→ About this task
An exact transcription of the lines below, from the first through the one containing "use std::path::Path;", is the only output wanted.

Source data
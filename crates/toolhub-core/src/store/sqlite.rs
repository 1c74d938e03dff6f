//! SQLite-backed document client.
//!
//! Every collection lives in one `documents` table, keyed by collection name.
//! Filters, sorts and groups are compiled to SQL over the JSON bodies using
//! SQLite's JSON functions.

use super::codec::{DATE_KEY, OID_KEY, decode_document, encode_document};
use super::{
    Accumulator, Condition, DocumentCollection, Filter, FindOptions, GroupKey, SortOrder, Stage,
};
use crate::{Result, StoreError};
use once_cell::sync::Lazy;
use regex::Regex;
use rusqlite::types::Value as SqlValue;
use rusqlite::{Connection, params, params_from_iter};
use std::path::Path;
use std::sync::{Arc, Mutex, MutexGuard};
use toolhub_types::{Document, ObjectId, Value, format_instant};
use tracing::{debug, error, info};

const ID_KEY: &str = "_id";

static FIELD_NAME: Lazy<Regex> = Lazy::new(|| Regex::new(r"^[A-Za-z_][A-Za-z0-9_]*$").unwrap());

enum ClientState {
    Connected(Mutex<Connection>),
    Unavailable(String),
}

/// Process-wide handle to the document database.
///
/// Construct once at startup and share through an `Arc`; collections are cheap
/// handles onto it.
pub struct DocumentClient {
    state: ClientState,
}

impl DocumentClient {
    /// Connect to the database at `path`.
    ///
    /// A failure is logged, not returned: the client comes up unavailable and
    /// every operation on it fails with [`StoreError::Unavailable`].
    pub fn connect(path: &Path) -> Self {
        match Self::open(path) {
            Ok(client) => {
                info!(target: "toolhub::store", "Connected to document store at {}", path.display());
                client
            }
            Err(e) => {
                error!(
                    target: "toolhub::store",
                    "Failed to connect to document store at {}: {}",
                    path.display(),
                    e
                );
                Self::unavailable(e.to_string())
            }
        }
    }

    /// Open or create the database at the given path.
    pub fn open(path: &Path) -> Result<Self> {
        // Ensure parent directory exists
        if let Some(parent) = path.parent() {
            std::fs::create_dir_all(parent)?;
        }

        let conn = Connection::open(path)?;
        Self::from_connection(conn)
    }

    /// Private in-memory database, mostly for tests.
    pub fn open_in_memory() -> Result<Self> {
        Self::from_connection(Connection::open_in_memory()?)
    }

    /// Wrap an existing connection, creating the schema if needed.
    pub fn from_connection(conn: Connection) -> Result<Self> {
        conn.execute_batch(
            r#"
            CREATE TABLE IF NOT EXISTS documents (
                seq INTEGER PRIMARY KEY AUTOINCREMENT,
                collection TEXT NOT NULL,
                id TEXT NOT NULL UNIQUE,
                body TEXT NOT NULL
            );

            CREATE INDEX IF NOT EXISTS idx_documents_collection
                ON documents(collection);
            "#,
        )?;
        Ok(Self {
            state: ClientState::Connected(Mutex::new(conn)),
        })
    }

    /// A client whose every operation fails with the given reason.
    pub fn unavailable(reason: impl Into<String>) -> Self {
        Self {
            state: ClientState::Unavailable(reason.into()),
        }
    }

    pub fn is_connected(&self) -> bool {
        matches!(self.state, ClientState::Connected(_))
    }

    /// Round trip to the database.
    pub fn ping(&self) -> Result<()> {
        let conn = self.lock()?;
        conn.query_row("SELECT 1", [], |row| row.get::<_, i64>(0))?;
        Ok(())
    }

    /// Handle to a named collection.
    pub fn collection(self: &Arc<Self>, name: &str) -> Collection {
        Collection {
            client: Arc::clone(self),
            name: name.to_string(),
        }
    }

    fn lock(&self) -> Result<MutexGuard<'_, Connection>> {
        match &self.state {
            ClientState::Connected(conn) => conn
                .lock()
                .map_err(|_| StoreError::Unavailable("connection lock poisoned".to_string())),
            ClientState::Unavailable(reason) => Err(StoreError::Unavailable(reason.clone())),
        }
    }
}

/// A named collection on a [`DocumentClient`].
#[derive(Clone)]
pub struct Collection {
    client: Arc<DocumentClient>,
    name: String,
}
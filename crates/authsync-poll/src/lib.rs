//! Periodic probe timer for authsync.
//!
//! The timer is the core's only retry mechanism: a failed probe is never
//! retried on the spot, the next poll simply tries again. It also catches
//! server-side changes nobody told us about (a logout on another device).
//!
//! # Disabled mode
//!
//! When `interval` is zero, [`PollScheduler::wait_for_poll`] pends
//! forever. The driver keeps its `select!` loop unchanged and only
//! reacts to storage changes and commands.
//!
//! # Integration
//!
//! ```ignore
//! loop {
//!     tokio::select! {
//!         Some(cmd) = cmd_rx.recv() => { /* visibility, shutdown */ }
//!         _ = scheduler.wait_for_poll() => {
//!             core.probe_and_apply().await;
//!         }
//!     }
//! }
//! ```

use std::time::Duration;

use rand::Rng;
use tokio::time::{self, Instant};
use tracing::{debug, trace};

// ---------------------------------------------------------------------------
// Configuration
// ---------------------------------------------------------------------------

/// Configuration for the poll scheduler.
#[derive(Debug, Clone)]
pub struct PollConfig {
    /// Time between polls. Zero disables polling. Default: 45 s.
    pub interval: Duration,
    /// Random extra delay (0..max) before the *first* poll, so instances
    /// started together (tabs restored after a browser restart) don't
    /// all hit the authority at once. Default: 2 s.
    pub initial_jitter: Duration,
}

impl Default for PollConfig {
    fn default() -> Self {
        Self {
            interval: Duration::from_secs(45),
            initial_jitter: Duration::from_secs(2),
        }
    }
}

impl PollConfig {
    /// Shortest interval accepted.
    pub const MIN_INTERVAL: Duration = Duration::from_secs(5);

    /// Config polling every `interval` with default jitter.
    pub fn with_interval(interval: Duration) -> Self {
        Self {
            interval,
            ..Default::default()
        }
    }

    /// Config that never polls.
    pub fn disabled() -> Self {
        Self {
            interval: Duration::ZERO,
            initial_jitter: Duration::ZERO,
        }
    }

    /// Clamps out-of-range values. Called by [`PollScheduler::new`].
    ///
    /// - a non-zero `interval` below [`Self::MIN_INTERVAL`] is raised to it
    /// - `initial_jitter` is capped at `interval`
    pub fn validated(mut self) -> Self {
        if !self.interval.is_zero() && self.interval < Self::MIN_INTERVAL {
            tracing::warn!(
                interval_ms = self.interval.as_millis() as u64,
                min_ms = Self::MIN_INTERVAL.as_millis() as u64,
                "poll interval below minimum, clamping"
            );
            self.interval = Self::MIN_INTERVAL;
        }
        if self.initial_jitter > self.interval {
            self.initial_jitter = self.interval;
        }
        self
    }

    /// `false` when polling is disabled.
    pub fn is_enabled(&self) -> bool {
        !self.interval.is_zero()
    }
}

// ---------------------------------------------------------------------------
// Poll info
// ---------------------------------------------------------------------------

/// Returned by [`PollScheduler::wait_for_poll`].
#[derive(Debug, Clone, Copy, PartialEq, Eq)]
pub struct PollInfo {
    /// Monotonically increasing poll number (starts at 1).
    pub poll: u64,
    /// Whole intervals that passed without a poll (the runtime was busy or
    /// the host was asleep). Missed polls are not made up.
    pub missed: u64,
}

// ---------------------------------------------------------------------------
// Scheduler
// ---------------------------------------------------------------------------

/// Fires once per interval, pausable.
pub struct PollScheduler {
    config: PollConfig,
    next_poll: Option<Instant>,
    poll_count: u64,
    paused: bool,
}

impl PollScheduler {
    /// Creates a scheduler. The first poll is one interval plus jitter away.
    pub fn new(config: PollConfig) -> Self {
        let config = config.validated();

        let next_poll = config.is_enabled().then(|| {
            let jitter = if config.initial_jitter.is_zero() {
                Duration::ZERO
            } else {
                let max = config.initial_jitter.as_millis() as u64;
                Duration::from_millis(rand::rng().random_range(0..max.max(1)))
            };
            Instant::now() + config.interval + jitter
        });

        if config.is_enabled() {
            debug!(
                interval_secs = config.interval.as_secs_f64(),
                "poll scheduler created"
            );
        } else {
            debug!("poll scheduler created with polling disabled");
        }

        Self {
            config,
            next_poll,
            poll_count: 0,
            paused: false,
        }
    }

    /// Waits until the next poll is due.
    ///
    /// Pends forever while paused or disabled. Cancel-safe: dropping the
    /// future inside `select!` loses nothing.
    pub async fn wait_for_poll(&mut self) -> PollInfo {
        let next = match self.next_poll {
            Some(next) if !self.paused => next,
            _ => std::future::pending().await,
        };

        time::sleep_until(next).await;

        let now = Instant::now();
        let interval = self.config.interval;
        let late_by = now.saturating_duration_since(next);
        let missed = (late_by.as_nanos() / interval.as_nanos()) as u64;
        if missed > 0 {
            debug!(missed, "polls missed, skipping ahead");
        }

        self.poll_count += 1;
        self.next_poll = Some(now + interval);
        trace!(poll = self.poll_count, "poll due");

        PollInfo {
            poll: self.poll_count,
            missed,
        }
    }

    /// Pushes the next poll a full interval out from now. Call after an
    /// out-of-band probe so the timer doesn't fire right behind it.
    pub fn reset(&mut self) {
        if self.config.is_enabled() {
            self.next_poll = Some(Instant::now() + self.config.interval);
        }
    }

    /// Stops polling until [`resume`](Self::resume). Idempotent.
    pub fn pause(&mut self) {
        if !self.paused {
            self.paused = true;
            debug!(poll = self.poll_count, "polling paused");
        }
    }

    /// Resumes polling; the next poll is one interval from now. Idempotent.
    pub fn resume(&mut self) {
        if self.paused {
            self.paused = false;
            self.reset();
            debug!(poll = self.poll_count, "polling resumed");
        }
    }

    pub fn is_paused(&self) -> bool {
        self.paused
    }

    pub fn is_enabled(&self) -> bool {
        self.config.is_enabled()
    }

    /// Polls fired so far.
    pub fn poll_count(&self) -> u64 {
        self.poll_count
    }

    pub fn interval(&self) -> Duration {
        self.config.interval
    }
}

→ Task solution
filename crates/toolhub-core/src/store/sqlite.rs
repository 1c74d938e03dff6f
//! SQLite-backed document client.
//!
//! Every collection lives in one `documents` table, keyed by collection name.
//! Filters, sorts and groups are compiled to SQL over the JSON bodies using
//! SQLite's JSON functions.

use super::codec::{DATE_KEY, OID_KEY, decode_document, encode_document};
use super::{
    Accumulator, Condition, DocumentCollection, Filter, FindOptions, GroupKey, SortOrder, Stage,
};
use crate::{Result, StoreError};
use once_cell::sync::Lazy;
use regex::Regex;
use rusqlite::types::Value as SqlValue;
use rusqlite::{Connection, params, params_from_iter};
use std::path::Path;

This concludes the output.